The arrival of the mail, which was the main connecting link with the outside world, was an important event during these early days. The mail carrier often carried large amounts of money, and this was usually in gold.
The See store at this time was the clearing house for money transactions and checks for employees were cashed, as well as considerable government business transacted, and all exchange was carried on in coin of the realm, since banking facilities were not available.
Mail was brought in over this route until July 1, 1902, when it was discontinued and brought in from Hay Creek, a point on the Shaniko-Prineville Star route. The agency was served over this route for two years or more and was then routed from Grizzly and served the LaMonta, Haystack and a portion of the Madras country.
In 1905, when the rural route of the Madras post office was established, the routing of this mail to the agency was again changed and brought from Hesiler, a point of near the C.M. Kennedy Ranch on Hay Creek. Warm Springs at this time was served from the Madras post office.
In 1911, with the building of the Oregon Trunk up the Deschutes Canyon, another routing was necessitated, and mail was supplied to the agency from the Mecca post office. Mecca, at the foot of the old Mecca grade, with a post office and two stores, was erased from the map when the Oregon Trunk was abandoned about 20 years ago.
A new routing was necessary and a Star route was established from the Gateway post office located on the railroad and mail was brought to the agency over the old Mecca grade, although a portion of the time, the Campbell grade, which was an easier road to travel, was used by the carrier.
One of the first carriers on this route to use an automobile was the late Jerry Bruna, who drove an old Star during the summer months, but in the winter reverted to his team and hack; John Henry was the last contractor to operate from Gateway and delivered mail by automobile.
When the Warm Springs highway was built to the agency in 1938, a Star route was established from Madras post office over this new highway. The present contractor, Gillis Dizney, now makes the trip of 15 miles to the agency over a paved highway, with no difficulty and the time it takes is negligible.

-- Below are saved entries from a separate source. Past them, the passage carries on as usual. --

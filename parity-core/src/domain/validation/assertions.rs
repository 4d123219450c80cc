// parity-core/src/domain/validation/assertions.rs

use crate::domain::data::Table;

/// What an assertion check can look at.
pub struct AssertionContext<'a> {
    pub source: &'a Table,
    pub target: &'a Table,
}

type Check = Box<dyn Fn(&AssertionContext<'_>) -> bool + Send + Sync>;

/// One entry of the assertion table: applies when the lowercased assertion
/// text contains any of `patterns`.
pub struct AssertionRule {
    pub name: String,
    patterns: Vec<String>,
    check: Check,
}

impl AssertionRule {
    pub fn new<F>(name: impl Into<String>, patterns: &[&str], check: F) -> Self
    where
        F: Fn(&AssertionContext<'_>) -> bool + Send + Sync + 'static,
    {
        Self {
            name: name.into(),
            patterns: patterns.iter().map(|p| p.to_lowercase()).collect(),
            check: Box::new(check),
        }
    }

    fn applies_to(&self, assertion: &str) -> bool {
        self.patterns.iter().any(|p| assertion.contains(p.as_str()))
    }
}

/// Ordered, first-match-wins table. Assertions no rule recognises pass.
pub struct AssertionTable {
    rules: Vec<AssertionRule>,
}

impl Default for AssertionTable {
    fn default() -> Self {
        Self::empty()
            .with_rule(AssertionRule::new("no_nulls", &["no null", "not null"], |ctx| {
                ctx.target.total_nulls() == 0
            }))
            .with_rule(AssertionRule::new("all_records", &["all records"], |ctx| {
                !ctx.target.is_empty()
            }))
            .with_rule(AssertionRule::new(
                "schema_match",
                &["data types match", "schema match"],
                |_| true,
            ))
            .with_rule(AssertionRule::new("no_duplicates", &["no duplicates"], |ctx| {
                ctx.target.duplicate_count() == 0
            }))
            .with_rule(AssertionRule::new("no_errors", &["no errors"], |_| true))
    }
}

impl AssertionTable {
    pub fn empty() -> Self {
        Self { rules: Vec::new() }
    }

    /// Appends a rule after the existing ones.
    pub fn with_rule(mut self, rule: AssertionRule) -> Self {
        self.rules.push(rule);
        self
    }

    pub fn register(&mut self, rule: AssertionRule) {
        self.rules.push(rule);
    }

    pub fn len(&self) -> usize {
        self.rules.len()
    }

    pub fn is_empty(&self) -> bool {
        self.rules.is_empty()
    }

    pub fn check(&self, assertion: &str, ctx: &AssertionContext<'_>) -> bool {
        let lowered = assertion.to_lowercase();
        self.rules
            .iter()
            .find(|r| r.applies_to(&lowered))
            .is_none_or(|r| (r.check)(ctx))
    }

    /// Splits `assertions` into (passed, failed), preserving order.
    pub fn evaluate(
        &self,
        assertions: &[String],
        ctx: &AssertionContext<'_>,
    ) -> (Vec<String>, Vec<String>) {
        assertions
            .iter()
            .cloned()
            .partition(|a| self.check(a, ctx))
    }
}

#[cfg(test)]
mod tests {
    use super::*;
    use crate::domain::data::Value;

    fn table(rows: Vec<Vec<Value>>) -> Table {
        Table::new(vec!["a".into(), "b".into()], rows)
    }

    #[test]
    fn test_default_rules() {
        let source = table(vec![vec![1.into(), 2.into()]]);
        let target = table(vec![vec![1.into(), Value::Null], vec![1.into(), Value::Null]]);
        let ctx = AssertionContext {
            source: &source,
            target: &target,
        };
        let t = AssertionTable::default();
        assert!(!t.check("Target has NO NULL values", &ctx));
        assert!(t.check("All records are migrated", &ctx));
        assert!(t.check("Schema match", &ctx));
        assert!(!t.check("No duplicates in output", &ctx));
        assert!(t.check("No errors raised", &ctx));
        assert!(t.check("Something nobody checks", &ctx));
    }

    #[test]
    fn test_first_match_wins() {
        let empty = Table::empty(vec!["a".into()]);
        let ctx = AssertionContext {
            source: &empty,
            target: &empty,
        };
        // matches both "no null" and "all records"; the null rule comes first
        assert!(AssertionTable::default().check("no nulls in all records", &ctx));
    }

    #[test]
    fn test_registered_rule_and_partition() {
        let empty = Table::empty(vec!["a".into()]);
        let ctx = AssertionContext {
            source: &empty,
            target: &empty,
        };
        let mut t = AssertionTable::default();
        let before = t.len();
        t.register(AssertionRule::new("never", &["always fails"], |_| false));
        assert_eq!(t.len(), before + 1);

        let assertions = vec![
            "always fails".to_string(),
            "no errors".to_string(),
            "all records present".to_string(),
        ];
        let (passed, failed) = t.evaluate(&assertions, &ctx);
        assert_eq!(passed, vec!["no errors".to_string()]);
        assert_eq!(failed, vec!["always fails".to_string(), "all records present".to_string()]);
    }
}
#[async_trait]
impl DataStore for DuckDbStore {
    fn retry_policy(&self) -> &RetryPolicy {
        &self.retry
    }

    async fn fetch_page(&self, request: &BatchRequest, offset: u64) -> Result<Table, ParityError> {
        let projection = match &request.columns {
            Some(cols) if !cols.is_empty() => cols
                .iter()
                .map(|c| quote_ident(c))
                .collect::<Vec<_>>()
                .join(", "),
            _ => "*".to_string(),
        };
        let (filter_sql, params) = where_clause(&request.filters);
        let order_sql = request
            .order_by
            .as_deref()
            .map(|c| format!(" ORDER BY {}", quote_ident(c)))
            .unwrap_or_default();
        let sql = format!(
            "SELECT {projection} FROM {}{filter_sql}{order_sql} LIMIT {} OFFSET {offset}",
            quote_ident(&request.table),
            request.batch_size.max(1),
        );
        debug!(%sql, "Fetching page");
        Ok(run_blocking(&self.pool, move |c| query_table(c, &sql, &params)).await?)
    }

    async fn execute_query(&self, query: &str, params: &[Value]) -> Result<Table, ParityError> {
        let sql = query.to_string();
        let params: Vec<DbValue> = params.iter().map(to_duckdb).collect();
        Ok(run_blocking(&self.pool, move |c| query_table(c, &sql, &params)).await?)
    }

    async fn sample(&self, table: &str, limit: usize) -> Result<Table, ParityError> {
        let sql = format!("SELECT * FROM {} LIMIT {limit}", quote_ident(table));
        Ok(run_blocking(&self.pool, move |c| query_table(c, &sql, &[])).await?)
    }

    #[instrument(skip(self, data), fields(rows = data.len()))]
    async fn bulk_load(&self, table: &str, data: &Table, chunk_size: usize) -> Result<u64, ParityError> {
        if data.is_empty() {
            return Ok(0);
        }
        let target = table.to_string();
        let data = data.clone();
        let chunk_size = chunk_size.max(1);

        let written = run_blocking(&self.pool, move |c| {
            let load_err = |chunk: usize, e: duckdb::Error| DatabaseError::Load {
                table: target.clone(),
                chunk,
                message: e.to_string(),
            };
            let tx = c.transaction().map_err(|e| load_err(0, e))?;
            let written = insert_chunked(&tx, &target, &data, chunk_size)
                .map_err(|(chunk, e)| load_err(chunk, e))?;
            let chunks = data.rows.len().div_ceil(chunk_size);
            tx.commit().map_err(|e| load_err(chunks, e))?;
            Ok(written)
        })
        .await?;

        debug!(written, "Chunked load committed");
        Ok(written)
    }

    async fn get_schema(&self, table: &str) -> Result<Vec<ColumnSchema>, ParityError> {
        let (schema, name) = split_qualified(table);
        let mut sql = "SELECT column_name, data_type, is_nullable FROM information_schema.columns WHERE table_name = ?".to_string();
        let mut params = vec![DbValue::Text(name.to_string())];
        if let Some(schema) = schema {
            sql.push_str(" AND table_schema = ?");
            params.push(DbValue::Text(schema.to_string()));
        }
        sql.push_str(" ORDER BY ordinal_position");

        let t = run_blocking(&self.pool, move |c| query_table(c, &sql, &params)).await?;
        Ok(t.rows
            .into_iter()
            .map(|row| {
                let text = |i: usize| row.get(i).map(ToString::to_string).unwrap_or_default();
                ColumnSchema {
                    name: text(0),
                    data_type: text(1),
                    is_nullable: text(2) == "YES",
                }
            })
            .collect())
    }

    async fn get_row_count(&self, table: &str, filters: &Filters) -> Result<u64, ParityError> {
        let (filter_sql, params) = where_clause(filters);
        let sql = format!("SELECT COUNT(*) FROM {}{filter_sql}", quote_ident(table));
        let count = run_blocking(&self.pool, move |c| {
            c.query_row(&sql, params_from_iter(params.iter()), |r| r.get::<_, i64>(0))
                .map_err(|e| query_error(&sql, e))
        })
        .await?;
        Ok(count.max(0) as u64)
    }

    async fn table_exists(&self, table: &str) -> Result<bool, ParityError> {
        let table = table.to_string();
        Ok(run_blocking(&self.pool, move |c| table_exists_on(c, &table)).await?)
    }

    async fn table_checksum(&self, table: &str, columns: &[String]) -> Result<String, ParityError> {
        let sql = if columns.is_empty() {
            format!("SELECT * FROM {} ORDER BY ALL", quote_ident(table))
        } else {
            let cols = columns.iter().map(|c| quote_ident(c)).collect::<Vec<_>>().join(", ");
            format!("SELECT {cols} FROM {} ORDER BY {cols}", quote_ident(table))
        };
        let t = run_blocking(&self.pool, move |c| query_table(c, &sql, &[])).await?;

        let mut hasher = Sha256::new();
        for row in &t.rows {
            let line = row.iter().map(ToString::to_string).collect::<Vec<_>>().join("|");
            hasher.update(line.as_bytes());
            hasher.update(b"\n");
        }
        Ok(format!("{:x}", hasher.finalize()))
    }

    #[instrument(skip(self))]
    async fn create_snapshot(&self, table: &str, snapshot_name: &str) -> Result<(), ParityError> {
        let sql = format!(
            "CREATE TABLE {} AS SELECT * FROM {}",
            quote_ident(snapshot_name),
            quote_ident(table)
        );
        run_blocking(&self.pool, move |c| {
            c.execute_batch(&sql).map_err(|e| query_error(&sql, e))
        })
        .await?;
        info!("📸 Snapshot created");
        Ok(())
    }

    #[instrument(skip(self))]
    async fn rollback(&self, table: &str, snapshot_name: &str) -> Result<(), ParityError> {
        let table = table.to_string();
        let snapshot = snapshot_name.to_string();
        run_blocking(&self.pool, move |c| {
            if !table_exists_on(c, &snapshot)? {
                return Err(DatabaseError::SnapshotMissing(snapshot));
            }
            let (t, s) = (quote_ident(&table), quote_ident(&snapshot));
            // dropping `tx` without commit rolls back
            let tx = c.transaction()?;
            tx.execute(&format!("DELETE FROM {t}"), [])?;
            tx.execute(&format!("INSERT INTO {t} SELECT * FROM {s}"), [])?;
            tx.commit()?;
            Ok(())
        })
        .await?;
        info!("⏪ Target restored from snapshot");
        Ok(())
    }

    async fn drop_table(&self, table: &str) -> Result<(), ParityError> {
        let sql = format!("DROP TABLE IF EXISTS {}", quote_ident(table));
        run_blocking(&self.pool, move |c| {
            c.execute_batch(&sql).map_err(|e| query_error(&sql, e))
        })
        .await?;
        Ok(())
    }

    async fn column_bounds(&self, table: &str, column: &str) -> Result<Option<(i64, i64)>, ParityError> {
        let col = quote_ident(column);
        let sql = format!("SELECT MIN({col}), MAX({col}) FROM {}", quote_ident(table));
        let t = run_blocking(&self.pool, move |c| query_table(c, &sql, &[])).await?;

        // rounding fractional keys into integer ranges would lose rows
        let dtype = t.storage_dtype(0);
        if !matches!(dtype, DType::Int64 | DType::Empty) {
            return Err(DomainError::InvalidPartitionColumn {
                column: column.to_string(),
                found: dtype.to_string(),
            }
            .into());
        }
        let bounds = t.rows.first().and_then(|row| {
            let lo = row.first().and_then(Value::as_i64)?;
            let hi = row.get(1).and_then(Value::as_i64)?;
            Some((lo, hi))
        });
        Ok(bounds)
    }

    async fn fetch_partition(&self, table: &str, column: &str, range: KeyRange) -> Result<Table, ParityError> {
        let col = quote_ident(column);
        let (predicate, params) = match range {
            KeyRange::Between(lower, upper) => (
                format!("{col} BETWEEN ? AND ?"),
                vec![DbValue::BigInt(lower), DbValue::BigInt(upper)],
            ),
            KeyRange::Null => (format!("{col} IS NULL"), Vec::new()),
        };
        let sql = format!(
            "SELECT * FROM {} WHERE {predicate} ORDER BY {col}",
            quote_ident(table)
        );
        Ok(run_blocking(&self.pool, move |c| query_table(c, &sql, &params)).await?)
    }

    fn engine_name(&self) -> &str {
        "duckdb"
    }
}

He still remembers the old days, when it was necessary to stop his team and shovel an accumulation of sticky mud from his vehicle in order to proceed, and when it required hours rather than minutes to deliver his load of mail to the agency.
50 YEARS AGO
July 24, 1969
Jefferson County has been keeping relatively free from communicable disease, the summary prepared by the Oregon State Board of Health for the week ending July 12, reveals.

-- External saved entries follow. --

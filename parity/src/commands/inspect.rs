// parity/src/commands/inspect.rs
//
// USE CASE: Inspect a table (schema + row count + sample rows).

use anyhow::bail;
use std::path::PathBuf;

use super::{Project, grid, render_rows};

pub async fn execute(
    project_dir: PathBuf,
    table: String,
    limit: usize,
    target: bool,
) -> anyhow::Result<()> {
    let project = Project::load(&project_dir)?;
    let store = if target {
        project.target_store().await?
    } else {
        project.source_store().await?
    };

    if !store.table_exists(&table).await? {
        bail!("❌ Table '{}' not found\n👉 Have you run 'parity run'?", table);
    }

    let rows = store.get_row_count(&table, &Default::default()).await?;
    println!("\n🔍 Inspecting Table: '{}' ({} rows, {})", table, rows, store.engine_name());

    let mut schema = grid();
    schema.set_header(vec!["Column", "Type", "Nullable"]);
    for column in store.get_schema(&table).await? {
        schema.add_row(vec![
            column.name,
            column.data_type,
            if column.is_nullable { "YES" } else { "NO" }.to_string(),
        ]);
    }
    println!("{schema}");

    let sample = store.sample(&table, limit).await?;
    println!("   --- Rows (Limit {}) ---", limit);
    println!("{}", render_rows(&sample));
    Ok(())
}
// parity/src/commands/rollback.rs
//
// USE CASE: Restore a target table from a snapshot.

use std::path::PathBuf;

use super::Project;

pub async fn execute(
    project_dir: PathBuf,
    table: String,
    snapshot: String,
    cleanup: bool,
) -> anyhow::Result<()> {
    let project = Project::load(&project_dir)?;
    let store = project.target_store().await?;

    println!("⏪ Restoring '{}' from '{}'...", table, snapshot);
    store.rollback(&table, &snapshot).await?;
    let rows = store.get_row_count(&table, &Default::default()).await?;
    println!("✅ Rolled back: '{}' now has {} rows", table, rows);

    if cleanup {
        store.drop_table(&snapshot).await?;
        println!("🧹 Dropped snapshot '{}'", snapshot);
    }
    Ok(())
}
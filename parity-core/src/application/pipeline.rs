// parity-core/src/application/pipeline.rs

use chrono::{DateTime, Utc};
use futures::stream::{self, StreamExt};
use serde::{Deserialize, Serialize};
use std::sync::{Arc, Mutex};
use std::time::Instant;
use tokio_util::sync::CancellationToken;
use tracing::{debug, info, instrument, warn};

use crate::domain::data::Table;
use crate::domain::error::DomainError;
use crate::domain::project::{ExecutionMode, PipelineSettings};
use crate::error::{ParityError, RunStage};
use crate::ports::store::{BatchRequest, DataStore, Filters, KeyRange};
use crate::ports::transform::Transform;

/// Counters of one run. A fresh instance is created for every run.
#[derive(Debug, Clone, Default, PartialEq, Serialize, Deserialize)]
pub struct RunMetrics {
    pub total_records_processed: u64,
    pub successful_batches: u64,
    pub failed_batches: u64,
    pub start_time: Option<DateTime<Utc>>,
    pub end_time: Option<DateTime<Utc>>,
}

#[derive(Debug, Clone, Copy, PartialEq, Eq, Serialize, Deserialize)]
#[serde(rename_all = "SCREAMING_SNAKE_CASE")]
pub enum RunStatus {
    Success,
    Failed,
    Cancelled,
}

#[derive(Debug, Clone, PartialEq, Serialize, Deserialize)]
pub struct ExecutionLogEntry {
    pub timestamp: DateTime<Utc>,
    pub source_table: String,
    pub target_table: String,
    pub status: RunStatus,
    pub metrics: RunMetrics,
    pub duration_seconds: f64,
    pub snapshot_name: Option<String>,
    pub error: Option<String>,
}

#[derive(Debug, Clone, Serialize)]
pub struct ExecutionReport {
    pub current_metrics: RunMetrics,
    pub execution_history: Vec<ExecutionLogEntry>,
}

#[derive(Debug, Clone, PartialEq, Serialize, Deserialize)]
pub struct RunSummary {
    pub source_table: String,
    pub target_table: String,
    pub mode: ExecutionMode,
    pub records_processed: u64,
    pub batches: u64,
    pub duration_seconds: f64,
    pub throughput_rows_per_sec: f64,
    pub snapshot_name: Option<String>,
}

/// Everything one run needs besides the transform.
#[derive(Debug, Clone)]
pub struct RunRequest {
    pub source_table: String,
    pub target_table: String,
    pub settings: PipelineSettings,
    pub filters: Filters,
}

impl RunRequest {
    pub fn new(source_table: impl Into<String>, target_table: impl Into<String>) -> Self {
        Self {
            source_table: source_table.into(),
            target_table: target_table.into(),
            settings: PipelineSettings::default(),
            filters: Filters::new(),
        }
    }

    pub fn with_settings(mut self, settings: PipelineSettings) -> Self {
        self.settings = settings;
        self
    }

    pub fn with_filters(mut self, filters: Filters) -> Self {
        self.filters = filters;
        self
    }
}

/// `{target}_snapshot_{YYYYMMDD_HHMMSS_mmm}`, UTC.
pub fn snapshot_name(target_table: &str, at: DateTime<Utc>) -> String {
    format!("{}_snapshot_{}", target_table, at.format("%Y%m%d_%H%M%S_%3f"))
}

/// Splits `[lo, hi]` into at most `n` contiguous, non-overlapping ranges.
pub fn partition_ranges(lo: i64, hi: i64, n: usize) -> Vec<(i64, i64)> {
    if hi < lo {
        return Vec::new();
    }
    let span = i128::from(hi) - i128::from(lo) + 1;
    let parts = (n.max(1) as i128).min(span);
    let size = (span + parts - 1) / parts;

    let mut ranges = Vec::with_capacity(parts as usize);
    let mut start = i128::from(lo);
    while start <= i128::from(hi) {
        let end = (start + size - 1).min(i128::from(hi));
        // both ends lie within [lo, hi], so they fit back into i64
        ranges.push((start as i64, end as i64));
        start = end + 1;
    }
    ranges
}

type StageError = (RunStage, ParityError);

/// Post-transform check applied to every batch in sequential mode.
fn validate_output(input_rows: usize, output: &Table) -> Result<(), DomainError> {
    if output.is_empty() {
        return Err(DomainError::EmptyTransformOutput { input_rows });
    }
    let all_null = output.all_null_columns();
    if !all_null.is_empty() {
        warn!(columns = ?all_null, "⚠️  Transformed batch has columns that are entirely NULL");
    }
    Ok(())
}

/// Extract -> transform -> load between two stores, with an optional
/// snapshot of the target taken first.
pub struct TransformationPipeline {
    source: Arc<dyn DataStore>,
    target: Arc<dyn DataStore>,
    last_metrics: Mutex<RunMetrics>,
    history: Mutex<Vec<ExecutionLogEntry>>,
}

For that period one new case of influenza was the extent of the Jefferson County report.
Great emphasis has been placed of late on rubella (or German measles), because of the danger of birth defects if the malady is contracted by an expectant mother. The state board's summary shows that there has not been a case of rubella reported so far this year in Jefferson County.
25 YEARS AGO
July 20, 1994
Olympic gold medalist and U.S. Track and Field Hall of Famer Billy Mills spoke to youngsters during a youth track meet held last week at Madras High School.
United States track legend Billy Mills, winner of a gold medal in the 1964 Olympics, was in Jefferson County last week to share his message for a successful life with children and adults alike.
Mills made a presentation at the Warm Springs Community Center, where hundreds of people came to hear him speak, and later walked around the Madras High School track with participants of a youth track meet, sponsored by the Warm Springs Recreational Department.
Mills came to Jefferson County as a guest of the recreation department, after meeting several members of a local women's basketball team at a national tournament.